Valiéndose de esa fama que se había construido, tenía a todos, simpatizantes y detractores, o sumisos o sumidos en el miedo.
El relato bíblico lo ha inmortalizado (inmortalizado en el sentido que su figura y su nombre no han pasado de moda ni han caído en el olvido; solo por eso) como un gigante. Quizás lo haya sido aunque es probable que no haya sido más que un poco más alto, más grueso y más egocéntrico que los demás mortales de su tiempo.
El caso es que este Goliat (quiero decir, aquel Goliat) se creía invencible. Y valiéndose de esa fama que se había construido, tenía a todos, simpatizantes y detractores, o sumisos o sumidos en el miedo. Los que pretendían vivir a su sombra y profitar de ello, lo seguían a todas partes, siempre con una sonrisa a flor de labios. Y cuando Goliat hacía algo, lo que fuera, sus seguidores lo premiaban con una risita que intentaba ser sincera pero que no lo era.
Es que este Goliat (quiero decir, aquel Goliat), valiéndose de su tamaño y de la fama que había adquirido, miraba a todos por encima del hombro. Le gustaba pasearse delante de amigos y enemigos, amenazando, mofándose y asustando a medio mundo mientras él se deleitaba en su hermosura. La verdad es que solo tenía ojos para él. Todos los demás, simpatizantes y detractores, eran el entorno que necesitaba para hacer resaltar su figura. Cuando se paseaba, le gustaba aplaudirse a sí mismo.

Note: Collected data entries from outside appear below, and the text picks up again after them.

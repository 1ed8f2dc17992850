//! DL オントロジーコンテナ - 節・事実・シグネチャ・特徴フラグ

use crate::model::{Atom, AtomicConcept, AtomicRole, Concept, DlClause, Individual, Role, Term};
use crate::symbol::Symbol;
use serde::{Deserialize, Serialize};
use std::collections::HashSet;

/// Compiled knowledge base: DL-clauses, ground facts, the signature, and
/// feature flags describing which constructs occur. The engine reads the
/// flags to pick blocking and caching behaviour; the flag fields are
/// public so a front-end compiler can override what the collectors
/// derive.
#[derive(Debug, Clone, Default, Serialize, Deserialize)]
pub struct DlOntology {
    pub iri: Option<Symbol>,
    pub dl_clauses: Vec<DlClause>,
    pub positive_facts: Vec<Atom>,
    pub negative_facts: Vec<Atom>,
    pub atomic_concepts: HashSet<AtomicConcept>,
    pub atomic_roles: HashSet<AtomicRole>,
    pub individuals: HashSet<Individual>,
    pub has_inverse_roles: bool,
    pub has_at_most_restrictions: bool,
    pub has_nominals: bool,
    pub has_reflexivity: bool,
    /// Whether the clausification guarantees the NI-rule preconditions;
    /// never derived here, the front-end compiler must set it.
    pub can_use_ni_rule: bool,
}

impl DlOntology {
    pub fn new() -> Self {
        DlOntology::default()
    }

    pub fn add_dl_clause(&mut self, clause: DlClause) {
        for atom in clause.body.iter().chain(clause.head.iter().flatten()) {
            self.collect_atom(atom);
        }
        self.dl_clauses.push(clause);
    }

    /// Adds a ground fact asserted to hold.
    pub fn add_positive_fact(&mut self, fact: Atom) {
        self.collect_atom(&fact);
        self.positive_facts.push(fact);
    }

    /// Adds a ground fact asserted not to hold.
    pub fn add_negative_fact(&mut self, fact: Atom) {
        self.collect_atom(&fact);
        self.negative_facts.push(fact);
    }

    pub fn contains_atomic_concept(&self, concept: &AtomicConcept) -> bool {
        self.atomic_concepts.contains(concept)
    }

    /// Clauses violating DL-safety, in input order.
    pub fn non_admissible_dl_clauses(&self) -> Vec<&DlClause> {
        self.dl_clauses
            .iter()
            .filter(|clause| !clause.is_admissible())
            .collect()
    }

    fn collect_atom(&mut self, atom: &Atom) {
        match atom {
            Atom::Concept { concept, term } => {
                self.collect_concept(concept);
                self.collect_term(term);
            }
            Atom::Role { role, from, to } => {
                self.atomic_roles.insert(*role);
                self.collect_term(from);
                self.collect_term(to);
            }
            Atom::Equal(s, t) | Atom::NotEqual(s, t) => {
                self.collect_term(s);
                self.collect_term(t);
            }
            Atom::InRange { term, .. } | Atom::NotInRange { term, .. } => {
                self.collect_term(term);
            }
        }
    }

    fn collect_term(&mut self, term: &Term) {
        if let Term::Individual(i) = term {
            self.individuals.insert(*i);
        }
    }

    fn collect_concept(&mut self, concept: &Concept) {
        match concept {
            Concept::Thing | Concept::Nothing | Concept::InRange(_) | Concept::NotInRange(_) => {}
            Concept::Atomic(a) | Concept::Complement(a) => {
                self.atomic_concepts.insert(*a);
            }
            Concept::And(cs) | Concept::Or(cs) => {
                for c in cs {
                    self.collect_concept(c);
                }
            }
            Concept::SomeValuesFrom { role, concept } | Concept::AllValuesFrom { role, concept } => {
                self.collect_role(role);
                self.collect_concept(concept);
            }
            Concept::AtLeast { role, concept, .. } => {
                self.collect_role(role);
                self.collect_concept(concept);
            }
            Concept::AtMost { role, concept, .. } => {
                self.has_at_most_restrictions = true;
                self.collect_role(role);
                self.collect_concept(concept);
            }
            Concept::Nominal(i) => {
                self.has_nominals = true;
                self.individuals.insert(*i);
            }
        }
    }

    fn collect_role(&mut self, role: &Role) {
        if role.is_inverse() {
            self.has_inverse_roles = true;
        }
        self.atomic_roles.insert(role.atomic_role());
    }
}
//! mimizuku - DL 知識ベースのためのタブロー推論エンジン
//!
//! Answers consistency, concept satisfiability, subsumption,
//! classification, and realization questions over knowledge bases given
//! as DL-clauses with ground facts. The heavy lifting happens in
//! [`mimizuku_tableau`]; this crate validates configurations, wires the
//! engine, memoizes entailment checks, and builds the concept
//! hierarchy.
//!
//! ```
//! use mimizuku::{Configuration, Reasoner};
//! use mimizuku_model::{Atom, AtomicConcept, Concept, DlClause, DlOntology, Term};
//!
//! let mut ontology = DlOntology::new();
//! // Penguin ⊑ Bird
//! ontology.add_dl_clause(DlClause::new(
//!     vec![Atom::concept(Concept::atomic("ex:Penguin"), Term::var("x"))],
//!     vec![vec![Atom::concept(Concept::atomic("ex:Bird"), Term::var("x"))]],
//! ));
//! let mut reasoner = Reasoner::new(ontology, Configuration::default()).unwrap();
//! assert!(reasoner.is_consistent());
//! assert!(reasoner.is_subsumed_by(
//!     AtomicConcept::create("ex:Penguin"),
//!     AtomicConcept::create("ex:Bird"),
//! ));
//! ```

pub mod config;
pub mod hierarchy;
pub mod oracle;
pub mod reasoner;

pub use config::{
    BlockingSignatureCacheType, BlockingStrategyType, Configuration, DirectBlockingType,
    ExistentialStrategyType, SubsumptionCacheStrategyType, TableauMonitorType,
};
pub use hierarchy::{Hierarchy, Position, PositionId};
pub use oracle::SubsumptionChecker;
pub use reasoner::Reasoner;

use thiserror::Error;

/// Errors surfaced while loading a knowledge base or building reasoning
/// results. Unsatisfiability and inconsistency are answers, not errors.
#[derive(Error, Debug)]
pub enum ReasonerError {
    /// The configuration cannot be used with the given ontology.
    #[error("Incompatible configuration: {0}")]
    IncompatibleConfiguration(String),
    /// The ontology contains DL-clauses violating DL-safety.
    #[error("The following DL-clauses are not admissible:\n{0}")]
    NonAdmissibleClauses(String),
    /// Classification produced an internally inconsistent hierarchy.
    #[error("Hierarchy construction failure: {0}")]
    HierarchyConstruction(String),
    /// Reading an auxiliary file (reuse concept lists) failed.
    #[error("I/O error: {0}")]
    Io(#[from] std::io::Error),
}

Las autoridades de su tiempo le huían. Sentían que no contaban con recursos para hacerle frente y detener su figura tan amenazadora. Hasta que un día, de entre las filas de los oponentes, apareció un muchachito que decidió enfrentarlo. Todos pensaron que estaba loco. Quisieron vestirlo como un guerrero pero el muchachito no lo aceptó. Se fue al arroyo más cercano, escogió cinco piedrecillas, puso una de ellas en su honda de pastor, la hizo girar a toda velocidad por sobre su cabeza y la soltó. La piedrecilla golpeó al gigante en la frente y el gigante se desplomó. Y para que no quedara dudas de que el bocón estaba derrotado, el muchachito con su propia espada le cortó la cabeza. (Primer libro de Samuel capítulo 17).